Les pays du Maghreb doivent profiter de la pandémie pour s’unir

Les pays du Maghreb doivent profiter de la pandémie pour s’unir
  • L’Union du Maghreb arabe (UMA), fondée en 1989, a vu son décès prononcé par le roi Mohammed VI du Maroc en 2017
  • Les fruits marocains sont importés en l’Algérie via la France, alors que le pétrole libyen arrive au Maroc en bateau au lieu d’être acheminé à travers un oléoduc

Outre les dénominateurs communs du patrimoine, de la religion et de la langue entre les pays du Maghreb, le taux de croissance insuffisant à la réduction du chômage chez les jeunes les continue de les unir.

L’Union du Maghreb arabe (UMA), fondée en 1989, a vu son décès prononcé par le roi Mohammed VI du Maroc en 2017. A défaut d’être entièrement condamnée, l’organisation, autrefois ambitieuse, et qui espérait unir le Maroc, l’Algérie, la Tunisie, la Lybie et la Mauritanie, est pour le moins dire plongée dans un état de paralysie. Toutefois, étant donné les effets dévastateurs de la pandémie sur les économies régionales, il existe nettement une opportunité de développer une région qui est, à l’heure actuelle, la moins intégrée économiquement au monde.
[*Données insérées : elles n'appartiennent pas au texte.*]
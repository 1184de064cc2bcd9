pub mod http_server;
pub mod request;
pub mod response;
pub mod service;

pub use http_server::{HttpServer, ServerHandle};
pub use request::{parse_cookies, parse_query_params, parse_request, ParsedRequest};
pub use service::GatewayService;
L’unité au Maghreb est dans un état déplorable. Le commerce entre les pays régionaux ne représente que 2% du produit intérieur brut de la région du Maghreb. Il est moins cher pour les pays du Maghreb d’importer de la Chine que de leurs voisins immédiats. Les fruits marocains sont importés en l’Algérie via la France, alors que le pétrole libyen arrive au Maroc en bateau au lieu d’être acheminé à travers un oléoduc. Les investissements marocains ont créé plus de 60 000 emplois au Nigéria, alors que les jeunes tunisiens vivent dans les mêmes conditions de misère qui les ont poussés à se révolter en 2011. Ce sombre tableau est dû aux droits de douane élevés, imposés mutuellement par les pays du Maghreb, ainsi qu’à des frictions politiques qui ont favorisé la désunion. Ces obstacles commerciaux, qualifiés de «politique de protection commerciale en Afrique du Nord» par Adeel Malik de l’Université d’Oxford, premier expert mondial en la matière, entraînent une perte de près de 530 milliards de dollars par an dans la région.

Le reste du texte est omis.